Prompt » Please copy each line in the records below that contains the string "await".

Stored data »
☆ ☆ ☆

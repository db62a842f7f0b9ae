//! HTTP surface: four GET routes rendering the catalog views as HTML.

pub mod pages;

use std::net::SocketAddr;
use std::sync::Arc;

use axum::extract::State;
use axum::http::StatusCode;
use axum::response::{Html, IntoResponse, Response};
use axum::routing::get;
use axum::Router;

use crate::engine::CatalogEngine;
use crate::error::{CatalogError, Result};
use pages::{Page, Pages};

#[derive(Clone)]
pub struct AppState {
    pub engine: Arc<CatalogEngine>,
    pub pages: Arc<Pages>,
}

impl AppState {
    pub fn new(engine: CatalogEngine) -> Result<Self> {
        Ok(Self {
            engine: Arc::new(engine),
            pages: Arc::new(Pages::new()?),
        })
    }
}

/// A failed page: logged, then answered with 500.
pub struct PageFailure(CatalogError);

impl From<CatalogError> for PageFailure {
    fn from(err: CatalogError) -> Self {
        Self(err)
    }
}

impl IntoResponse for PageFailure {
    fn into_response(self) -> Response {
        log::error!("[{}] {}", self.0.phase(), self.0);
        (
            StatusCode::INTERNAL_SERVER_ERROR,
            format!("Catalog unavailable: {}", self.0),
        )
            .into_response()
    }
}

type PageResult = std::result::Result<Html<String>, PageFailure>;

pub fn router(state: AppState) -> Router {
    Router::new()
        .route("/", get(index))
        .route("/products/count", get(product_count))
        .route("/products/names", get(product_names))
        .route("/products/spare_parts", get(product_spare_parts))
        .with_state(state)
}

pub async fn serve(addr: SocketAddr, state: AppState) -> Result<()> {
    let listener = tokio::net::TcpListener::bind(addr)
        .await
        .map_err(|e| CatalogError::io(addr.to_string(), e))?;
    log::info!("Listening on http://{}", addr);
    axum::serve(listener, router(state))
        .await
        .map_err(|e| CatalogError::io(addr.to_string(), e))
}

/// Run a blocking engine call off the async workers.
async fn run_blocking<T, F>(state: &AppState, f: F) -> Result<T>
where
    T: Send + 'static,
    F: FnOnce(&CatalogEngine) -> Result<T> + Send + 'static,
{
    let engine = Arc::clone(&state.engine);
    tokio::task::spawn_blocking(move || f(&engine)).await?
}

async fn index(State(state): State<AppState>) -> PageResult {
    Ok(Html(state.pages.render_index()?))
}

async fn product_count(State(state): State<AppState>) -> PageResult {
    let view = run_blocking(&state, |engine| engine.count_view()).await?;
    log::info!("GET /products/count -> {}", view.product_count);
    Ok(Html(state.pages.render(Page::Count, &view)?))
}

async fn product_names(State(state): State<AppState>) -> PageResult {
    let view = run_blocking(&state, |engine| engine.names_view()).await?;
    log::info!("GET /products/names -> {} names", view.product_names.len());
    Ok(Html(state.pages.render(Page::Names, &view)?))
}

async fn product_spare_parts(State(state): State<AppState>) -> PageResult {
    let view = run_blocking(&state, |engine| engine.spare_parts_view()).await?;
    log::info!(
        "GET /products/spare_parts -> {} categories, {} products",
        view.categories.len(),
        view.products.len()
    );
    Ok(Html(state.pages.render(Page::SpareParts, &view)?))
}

☆ ☆ ☆

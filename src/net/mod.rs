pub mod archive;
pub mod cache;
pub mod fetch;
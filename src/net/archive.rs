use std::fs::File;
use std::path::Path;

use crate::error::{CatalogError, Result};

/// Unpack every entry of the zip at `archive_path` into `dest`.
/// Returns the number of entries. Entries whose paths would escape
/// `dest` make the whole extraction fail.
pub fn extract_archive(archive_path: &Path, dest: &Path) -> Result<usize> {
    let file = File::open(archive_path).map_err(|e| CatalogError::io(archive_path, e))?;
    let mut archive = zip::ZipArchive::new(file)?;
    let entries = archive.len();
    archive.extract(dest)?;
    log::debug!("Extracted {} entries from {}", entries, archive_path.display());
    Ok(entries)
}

☆ ☆ ☆

Your solution »
        .await
        .await
    tokio::task::spawn_blocking(move || f(&engine)).await?
    let view = run_blocking(&state, |engine| engine.count_view()).await?;
    let view = run_blocking(&state, |engine| engine.names_view()).await?;
    let view = run_blocking(&state, |engine| engine.spare_parts_view()).await?;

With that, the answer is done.